Prezzo e prestazioni: la i3 si posiziona in alto
La i3 50 xDrive, con trazione integrale e doppio motore, è la versione più potente e cara della gamma. Con un listino che parte da 64.750 euro, si colloca al di sopra della Model 3 Performance, che arriva a 57.490 euro. La Model 3 base, a trazione posteriore, si ferma a 36.990 euro, ma la i3 non si confronta con essa, ma con la versione Performance di Tesla. La potenza della i3 50 xDrive, con 469 CV, la distingue nettamente, permettendole di accelerare da 0 a 100 km/h in 4,7 secondi, contro i 6,2 secondi della Model 3 base. La i3, però, non è solo una questione di potenza: la sua batteria da 108,7 kWh e l’architettura a 800 volt la pongono in una posizione di vantaggio anche in termini di autonomia e ricarica.
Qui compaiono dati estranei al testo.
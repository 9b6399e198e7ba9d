//! Reload endpoint and timing policy.
//!
//! Every duration is a parameter. Nothing in the reload runtime hard-codes a
//! timeout.

use std::net::{Ipv4Addr, SocketAddr, SocketAddrV4};
use std::time::Duration;

use serde::{Deserialize, Serialize};

pub const DEFAULT_PORT: u16 = 8899;

#[derive(Debug, Clone, PartialEq, Eq, Serialize, Deserialize)]
#[serde(default)]
pub struct ReloadConfig {
    /// Address the dev server binds and clients connect to.
    pub bind: SocketAddr,
    /// How long a content script waits in `awaiting-peer`.
    pub peer_timeout_ms: u64,
    /// How long the server waits for the service worker's `done-update`.
    pub ack_timeout_ms: u64,
    pub backoff: Backoff,
}

impl Default for ReloadConfig {
    fn default() -> Self {
        Self {
            bind: SocketAddr::V4(SocketAddrV4::new(Ipv4Addr::LOCALHOST, DEFAULT_PORT)),
            peer_timeout_ms: 5_000,
            ack_timeout_ms: 10_000,
            backoff: Backoff::default(),
        }
    }
}

impl ReloadConfig {
    pub fn peer_timeout(&self) -> Duration {
        Duration::from_millis(self.peer_timeout_ms)
    }

    pub fn ack_timeout(&self) -> Duration {
        Duration::from_millis(self.ack_timeout_ms)
    }

    /// `ws://host:port`, as embedded in the generated clients.
    pub fn ws_url(&self) -> String {
        format!("ws://{}", self.bind)
    }
}

/// Client reconnect policy: exponential from `initial_ms`, capped at
/// `max_ms`, giving up after `max_retries` if set.
#[derive(Debug, Clone, PartialEq, Eq, Serialize, Deserialize)]
#[serde(default)]
pub struct Backoff {
    pub initial_ms: u64,
    pub max_ms: u64,
    pub max_retries: Option<u32>,
}

impl Default for Backoff {
    fn default() -> Self {
        Self {
            initial_ms: 250,
            max_ms: 5_000,
            max_retries: None,
        }
    }
}

impl Backoff {
    /// Delay before reconnect attempt `attempt` (0-based); `None` once the
    /// retry bound is exhausted.
    pub fn delay(&self, attempt: u32) -> Option<Duration> {
        if self.max_retries.is_some_and(|max| attempt >= max) {
            return None;
        }
        let factor = 1u64.checked_shl(attempt.min(32)).unwrap_or(u64::MAX);
        let ms = self.initial_ms.saturating_mul(factor).min(self.max_ms);
        Some(Duration::from_millis(ms))
    }
}

#[cfg(test)]
mod tests {
    use super::*;

    #[test]
    fn defaults() {
        let cfg = ReloadConfig::default();
        assert_eq!(cfg.ws_url(), "ws://127.0.0.1:8899");
        assert_eq!(cfg.peer_timeout(), Duration::from_secs(5));
    }

    #[test]
    fn backoff_doubles_and_caps() {
        let b = Backoff::default();
        assert_eq!(b.delay(0), Some(Duration::from_millis(250)));
        assert_eq!(b.delay(1), Some(Duration::from_millis(500)));
        assert_eq!(b.delay(4), Some(Duration::from_millis(4_000)));
        assert_eq!(b.delay(5), Some(Duration::from_millis(5_000)));
        assert_eq!(b.delay(60), Some(Duration::from_millis(5_000)));
    }

    #[test]
    fn backoff_retry_bound() {
        let b = Backoff {
            max_retries: Some(2),
            ..Backoff::default()
        };
        assert!(b.delay(1).is_some());
        assert_eq!(b.delay(2), None);
    }

    #[test]
    fn partial_config_deserializes() {
        let cfg: ReloadConfig = serde_json::from_str(r#"{"peer_timeout_ms": 50}"#).unwrap();
        assert_eq!(cfg.peer_timeout_ms, 50);
        assert_eq!(cfg.backoff, Backoff::default());
    }
}
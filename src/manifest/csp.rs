//! Content-security-policy directive editing.
//!
//! Only ever adds tokens. User-declared directives and tokens are kept in
//! their original order; a token already present is never added twice.

/// Policy used when the manifest declares none. Matches the browser default
/// for extension pages so adding a token never loosens or tightens anything
/// else.
pub const DEFAULT_EXTENSION_PAGES_POLICY: &str = "script-src 'self'; object-src 'self'";

/// A token that some injected helper needs in a given directive.
#[derive(Debug, Clone, PartialEq, Eq, Hash)]
pub struct CspRequirement {
    pub directive: String,
    pub token: String,
}

impl CspRequirement {
    pub fn new(directive: impl Into<String>, token: impl Into<String>) -> Self {
        Self {
            directive: directive.into(),
            token: token.into(),
        }
    }
}

/// A parsed policy: ordered `(directive, tokens)` pairs.
#[derive(Debug, Clone, PartialEq, Eq, Default)]
pub struct CspDirectives {
    directives: Vec<(String, Vec<String>)>,
}

impl CspDirectives {
    pub fn parse(policy: &str) -> Self {
        let directives = policy
            .split(';')
            .filter_map(|raw| {
                let mut parts = raw.split_whitespace();
                let name = parts.next()?.to_ascii_lowercase();
                Some((name, parts.map(str::to_string).collect()))
            })
            .collect();
        Self { directives }
    }

    pub fn tokens(&self, directive: &str) -> Option<&[String]> {
        self.directives
            .iter()
            .find(|(name, _)| name == directive)
            .map(|(_, tokens)| tokens.as_slice())
    }

    /// Add `token` to `directive`, creating the directive when absent.
    /// Returns whether anything changed.
    pub fn add_token(&mut self, directive: &str, token: &str) -> bool {
        let directive = directive.to_ascii_lowercase();
        match self.directives.iter_mut().find(|(name, _)| *name == directive) {
            Some((_, tokens)) => {
                if tokens.iter().any(|t| t == token) {
                    return false;
                }
                tokens.push(token.to_string());
                true
            }
            None => {
                let mut tokens = Vec::new();
                // A fresh fetch directive would otherwise drop the implicit 'self'.
                if directive.ends_with("-src") && token != "'self'" {
                    tokens.push("'self'".to_string());
                }
                tokens.push(token.to_string());
                self.directives.push((directive, tokens));
                true
            }
        }
    }

    /// Apply every requirement. Returns whether anything changed.
    pub fn apply(&mut self, requirements: &[CspRequirement]) -> bool {
        let mut changed = false;
        for requirement in requirements {
            changed |= self.add_token(&requirement.directive, &requirement.token);
        }
        changed
    }
}

impl std::fmt::Display for CspDirectives {
    fn fmt(&self, f: &mut std::fmt::Formatter<'_>) -> std::fmt::Result {
        let rendered: Vec<String> = self
            .directives
            .iter()
            .map(|(name, tokens)| {
                if tokens.is_empty() {
                    name.clone()
                } else {
                    format!("{} {}", name, tokens.join(" "))
                }
            })
            .collect();
        f.write_str(&rendered.join("; "))
    }
}

/// Extend `policy` with `requirements`. Returns `None` when nothing changed,
/// so callers can leave the original string untouched.
pub fn extend_policy(policy: &str, requirements: &[CspRequirement]) -> Option<String> {
    let mut directives = CspDirectives::parse(policy);
    if directives.apply(requirements) {
        Some(directives.to_string())
    } else {
        None
    }
}
mod render;
mod state;

pub use render::{render_html, render_text};
pub use state::{reduce, Action, ViewState};
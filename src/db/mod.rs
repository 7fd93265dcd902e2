pub mod memory;
pub mod model;
pub mod repo;
pub mod sqlite;

pub use memory::MemoryRepository;
pub use model::*;
pub use repo::*;
pub use sqlite::SqliteRepository;
pub mod client;
pub mod types;

pub use client::{CatalogClient, CatalogError, CatalogRequest};
pub use types::*;
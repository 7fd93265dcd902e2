use std::collections::HashMap;

use async_trait::async_trait;
use chrono::Utc;
use tokio::sync::RwLock;

use super::model::*;
use super::repo::*;

/// Counter store that lives for the lifetime of the process. Used when no
/// database is configured.
#[derive(Default)]
pub struct MemoryRepository {
    counters: RwLock<HashMap<String, SearchCounter>>,
}

impl MemoryRepository {
    pub fn new() -> Self {
        Self::default()
    }
}

#[async_trait]
impl CounterRepo for MemoryRepository {
    async fn top_counters(&self, limit: i64) -> DbResult<Vec<SearchCounter>> {
        let counters = self.counters.read().await;
        let mut top: Vec<SearchCounter> = counters.values().cloned().collect();
        top.sort_by(|a, b| {
            b.count
                .cmp(&a.count)
                .then_with(|| a.searchterm.cmp(&b.searchterm))
        });
        top.truncate(limit.max(0) as usize);
        Ok(top)
    }

    async fn get_counter(&self, searchterm: &str) -> DbResult<SearchCounter> {
        let counters = self.counters.read().await;
        counters
            .get(searchterm)
            .cloned()
            .ok_or_else(|| DbError::NotFound(format!("Counter not found: {}", searchterm)))
    }

    async fn create_counter(&self, counter: &SearchCounter) -> DbResult<()> {
        let mut counters = self.counters.write().await;
        if counters.contains_key(&counter.searchterm) {
            return Err(DbError::AlreadyExists(format!(
                "Counter already exists: {}",
                counter.searchterm
            )));
        }
        counters.insert(counter.searchterm.clone(), counter.clone());
        Ok(())
    }

    async fn increment_counter(&self, id: &str) -> DbResult<()> {
        let mut counters = self.counters.write().await;
        let counter = counters
            .values_mut()
            .find(|c| c.id == id)
            .ok_or_else(|| DbError::NotFound(format!("Counter not found: {}", id)))?;
        counter.count += 1;
        counter.updated = Some(Utc::now());
        Ok(())
    }
}

#[cfg(test)]
mod tests {
    use super::*;

    #[tokio::test]
    async fn test_memory_repository() {
        let repo = MemoryRepository::new();
        let counter = SearchCounter::new("duna", String::new(), Some(438631));
        repo.create_counter(&counter).await.unwrap();
        assert!(matches!(
            repo.create_counter(&counter).await,
            Err(DbError::AlreadyExists(_))
        ));

        repo.increment_counter(&counter.id).await.unwrap();
        assert_eq!(repo.get_counter("duna").await.unwrap().count, 2);

        let mut other = SearchCounter::new("alien", String::new(), None);
        other.count = 2;
        repo.create_counter(&other).await.unwrap();

        let top = repo.top_counters(1).await.unwrap();
        assert_eq!(top.len(), 1);
        assert_eq!(top[0].searchterm, "alien");
        assert!(repo.top_counters(0).await.unwrap().is_empty());
    }
}
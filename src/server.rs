use axum::{extract::Request, http::StatusCode, response::IntoResponse, routing::get, Router};
use std::sync::Arc;
use tower_http::{
    compression::CompressionLayer,
    cors::{Any, CorsLayer},
    trace::TraceLayer,
};

use crate::config::Config;
use crate::search::MovieFetchController;

#[derive(Clone)]
pub struct AppState {
    pub config: Arc<Config>,
    pub controller: Arc<MovieFetchController>,
}

impl AppState {
    pub fn new(config: Config, controller: Arc<MovieFetchController>) -> Self {
        Self {
            config: Arc::new(config),
            controller,
        }
    }
}

pub fn build_router(state: AppState) -> Router {
    let api_routes = Router::new()
        .route("/api/movies", get(crate::api::search_movies))
        .route("/api/trending", get(crate::api::trending));

    Router::new()
        .route("/", get(crate::api::index))
        .route("/robots.txt", get(robots_txt_handler))
        .merge(api_routes)
        .fallback(fallback_handler)
        .layer(axum::middleware::from_fn(crate::middleware::log_request))
        .layer(
            CorsLayer::new()
                .allow_origin(Any)
                .allow_methods(Any)
                .allow_headers(Any),
        )
        .layer(CompressionLayer::new())
        .layer(TraceLayer::new_for_http())
        .with_state(state)
}

async fn robots_txt_handler() -> &'static str {
    "User-agent: *\nDisallow: /\n"
}

async fn fallback_handler(req: Request<axum::body::Body>) -> impl IntoResponse {
    if req.method() == axum::http::Method::OPTIONS {
        return StatusCode::OK.into_response();
    }
    StatusCode::NOT_FOUND.into_response()
}
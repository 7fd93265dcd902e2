use axum::{
    extract::{Query, State},
    response::Html,
    Json,
};

use super::types::*;
use crate::search::{load_trending, FetchOutcome};
use crate::server::AppState;
use crate::view::{reduce, render_html, Action, ViewState};

/// Server-rendered page for one stabilized query.
pub async fn index(
    State(state): State<AppState>,
    Query(params): Query<SearchParams>,
) -> Html<String> {
    let query = params.query;
    let counters = state.controller.counters();

    let (trending, outcome) = tokio::join!(
        load_trending(counters.as_ref(), state.config.search.trending_limit),
        state.controller.fetch(&query),
    );

    let mut view = reduce(ViewState::default(), Action::TrendingLoaded(trending));
    view = reduce(view, Action::InputChanged(query.clone()));
    view = reduce(view, Action::FetchStarted(query));
    let seq = view.latest_request();
    view = reduce(view, Action::FetchFinished { seq, outcome });

    Html(render_html(&view, state.controller.image_base()))
}

pub async fn search_movies(
    State(state): State<AppState>,
    Query(params): Query<SearchParams>,
) -> Json<MoviesResponse> {
    let query = params.query;

    let response = match state.controller.fetch(&query).await {
        FetchOutcome::Loaded(results) => MoviesResponse {
            query,
            results,
            error: None,
        },
        FetchOutcome::Failed(message) => MoviesResponse {
            query,
            results: Vec::new(),
            error: Some(message),
        },
    };

    Json(response)
}

pub async fn trending(State(state): State<AppState>) -> Json<Vec<TrendingEntry>> {
    let counters = state.controller.counters();
    let top = load_trending(counters.as_ref(), state.config.search.trending_limit).await;

    let entries = top
        .into_iter()
        .enumerate()
        .map(|(i, counter)| TrendingEntry::from_counter(i + 1, counter))
        .collect();

    Json(entries)
}
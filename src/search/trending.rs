use tracing::error;

use crate::db::{CounterRepo, SearchCounter};

pub const TRENDING_LIMIT: i64 = 5;

/// Most searched terms, highest count first. Store errors are logged and
/// yield an empty list.
pub async fn load_trending(repo: &dyn CounterRepo, limit: i64) -> Vec<SearchCounter> {
    match repo.top_counters(limit).await {
        Ok(counters) => counters,
        Err(e) => {
            error!("Failed to load trending searches: {}", e);
            Vec::new()
        }
    }
}

#[cfg(test)]
mod tests {
    use super::*;
    use crate::db::{DbError, DbResult, MemoryRepository};
    use async_trait::async_trait;

    struct BrokenRepo;

    #[async_trait]
    impl CounterRepo for BrokenRepo {
        async fn top_counters(&self, _limit: i64) -> DbResult<Vec<SearchCounter>> {
            Err(DbError::Sqlx(sqlx::Error::PoolClosed))
        }
        async fn get_counter(&self, searchterm: &str) -> DbResult<SearchCounter> {
            Err(DbError::NotFound(searchterm.to_string()))
        }
        async fn create_counter(&self, _counter: &SearchCounter) -> DbResult<()> {
            Err(DbError::Sqlx(sqlx::Error::PoolClosed))
        }
        async fn increment_counter(&self, _id: &str) -> DbResult<()> {
            Err(DbError::Sqlx(sqlx::Error::PoolClosed))
        }
    }

    #[tokio::test]
    async fn test_top_five_by_count() {
        let repo = MemoryRepository::new();
        for (i, term) in ["a", "b", "c", "d", "e", "f", "g"].iter().enumerate() {
            let mut counter = SearchCounter::new(term, String::new(), None);
            counter.count = i as i64 + 1;
            repo.create_counter(&counter).await.unwrap();
        }

        let trending = load_trending(&repo, TRENDING_LIMIT).await;
        let counts: Vec<i64> = trending.iter().map(|c| c.count).collect();
        assert_eq!(counts, vec![7, 6, 5, 4, 3]);
    }

    #[tokio::test]
    async fn test_empty_store() {
        assert!(load_trending(&MemoryRepository::new(), TRENDING_LIMIT).await.is_empty());
    }

    #[tokio::test]
    async fn test_store_failure_is_swallowed() {
        assert!(load_trending(&BrokenRepo, TRENDING_LIMIT).await.is_empty());
    }
}
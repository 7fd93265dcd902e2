use std::str::FromStr;

use async_trait::async_trait;
use chrono::{DateTime, Utc};
use sqlx::sqlite::{SqliteConnectOptions, SqlitePool, SqlitePoolOptions};
use tracing::info;

use super::model::*;
use super::repo::*;

type CounterRow = (String, String, i64, String, Option<i64>, Option<String>, Option<String>);

const COUNTER_COLUMNS: &str = "id, searchterm, count, poster_url, movie_id, created, updated";

pub struct SqliteRepository {
    pool: SqlitePool,
}

impl SqliteRepository {
    pub async fn new(db_path: &str) -> DbResult<Self> {
        let options = SqliteConnectOptions::from_str(db_path)?.create_if_missing(true);

        // Every connection to an in-memory database sees its own empty
        // database, so those get exactly one connection that never expires.
        let pool = if db_path.contains(":memory:") {
            SqlitePoolOptions::new()
                .max_connections(1)
                .idle_timeout(None)
                .max_lifetime(None)
                .connect_with(options)
                .await?
        } else {
            SqlitePoolOptions::new()
                .max_connections(5)
                .connect_with(options)
                .await?
        };

        let repo = Self { pool };

        repo.init_schema().await?;

        info!("Database initialized at {}", db_path);

        Ok(repo)
    }

    async fn init_schema(&self) -> DbResult<()> {
        let schema = include_str!("schema.sql");
        sqlx::raw_sql(schema).execute(&self.pool).await?;
        Ok(())
    }

    pub async fn close(&self) {
        self.pool.close().await;
    }
}

fn parse_timestamp(value: Option<String>) -> Option<DateTime<Utc>> {
    value.and_then(|s| {
        DateTime::parse_from_rfc3339(&s)
            .ok()
            .map(|dt| dt.with_timezone(&Utc))
    })
}

fn counter_from_row(r: CounterRow) -> SearchCounter {
    SearchCounter {
        id: r.0,
        searchterm: r.1,
        count: r.2,
        poster_url: r.3,
        movie_id: r.4,
        created: parse_timestamp(r.5),
        updated: parse_timestamp(r.6),
    }
}

#[async_trait]
impl CounterRepo for SqliteRepository {
    async fn top_counters(&self, limit: i64) -> DbResult<Vec<SearchCounter>> {
        let rows = sqlx::query_as::<_, CounterRow>(&format!(
            "SELECT {} FROM searches ORDER BY count DESC, searchterm ASC LIMIT ?",
            COUNTER_COLUMNS
        ))
        .bind(limit)
        .fetch_all(&self.pool)
        .await?;

        Ok(rows.into_iter().map(counter_from_row).collect())
    }

    async fn get_counter(&self, searchterm: &str) -> DbResult<SearchCounter> {
        sqlx::query_as::<_, CounterRow>(&format!(
            "SELECT {} FROM searches WHERE searchterm = ?",
            COUNTER_COLUMNS
        ))
        .bind(searchterm)
        .fetch_one(&self.pool)
        .await
        .map(counter_from_row)
        .map_err(|e| match e {
            sqlx::Error::RowNotFound => {
                DbError::NotFound(format!("Counter not found: {}", searchterm))
            }
            _ => DbError::Sqlx(e),
        })
    }

    async fn create_counter(&self, counter: &SearchCounter) -> DbResult<()> {
        sqlx::query(
            "INSERT INTO searches (id, searchterm, count, poster_url, movie_id, created, updated)
             VALUES (?, ?, ?, ?, ?, ?, ?)",
        )
        .bind(&counter.id)
        .bind(&counter.searchterm)
        .bind(counter.count)
        .bind(&counter.poster_url)
        .bind(counter.movie_id)
        .bind(counter.created.as_ref().map(|dt| dt.to_rfc3339()))
        .bind(counter.updated.as_ref().map(|dt| dt.to_rfc3339()))
        .execute(&self.pool)
        .await
        .map_err(|e| match e {
            sqlx::Error::Database(ref db) if db.is_unique_violation() => {
                DbError::AlreadyExists(format!("Counter already exists: {}", counter.searchterm))
            }
            _ => DbError::Sqlx(e),
        })?;
        Ok(())
    }

    async fn increment_counter(&self, id: &str) -> DbResult<()> {
        let result = sqlx::query("UPDATE searches SET count = count + 1, updated = ? WHERE id = ?")
            .bind(Utc::now().to_rfc3339())
            .bind(id)
            .execute(&self.pool)
            .await?;

        if result.rows_affected() == 0 {
            return Err(DbError::NotFound(format!("Counter not found: {}", id)));
        }
        Ok(())
    }
}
Autonomia e ricarica: la i3 si distingue
La i3 50 xDrive si distingue anche per l’autonomia dichiarata, che arriva a 906 km WLTP, contro i 534 km della Model 3 base e i 678 km della Model 3 Long Range. Anche se i dati reali potrebbero differire, il divario nella capacità della batteria è netto. Inoltre, la i3 si distingue per la ricarica: grazie all’architettura a 800 volt, la berlina bavarese accetta fino a 400 kW in corrente continua e recupera 423 km in dieci minuti. La Model 3, invece, si limita a 175 kW in rete Supercharger, un vantaggio strutturale che la i3 sfrutta pienamente. Questo aspetto potrebbe influenzare le scelte dei consumatori, soprattutto in contesti di lunga percorrenza.
La nuova i3 non è l’erede della citycar in carbonio prodotta dal 2013 al 2022. È una berlina media, l’equivalente elettrico della Serie 3, e condivide con la precedente solo il nome. La sua produzione avviene nello stabilimento di Monaco, che dal 2026 costruirà solo modelli elettrici, chiudendo decenni di storia della produzione termica. La i3 apre questa fase insieme agli altri modelli Neue Klasse, segnando un passo importante per BMW nel settore elettrico. La strategia di lancio, con la versione più potente e cara, indica una posizione di leadership, ma il confronto alla pari con la Model 3 arriverà solo con le versioni d’accesso.
La domanda di lancio della i3 è stata forte, superiore a quella del SUV iX3, che aveva raccolto oltre 50.000 ordini nei primi mesi. La i3, però, non è ancora la rivale diretta della Model 3 a 36.990 euro. Chi cerca la versione di accesso della i3 dovrà attendere le varianti a trazione posteriore e con batteria più piccola. Il confronto vero si misurerà su quei numeri, quando BMW annuncerà i prezzi delle versioni d’accesso. Fino ad allora, la i3 è la rivale della Model 3 per segmento e ambizione, ma non ancora per fascia di listino.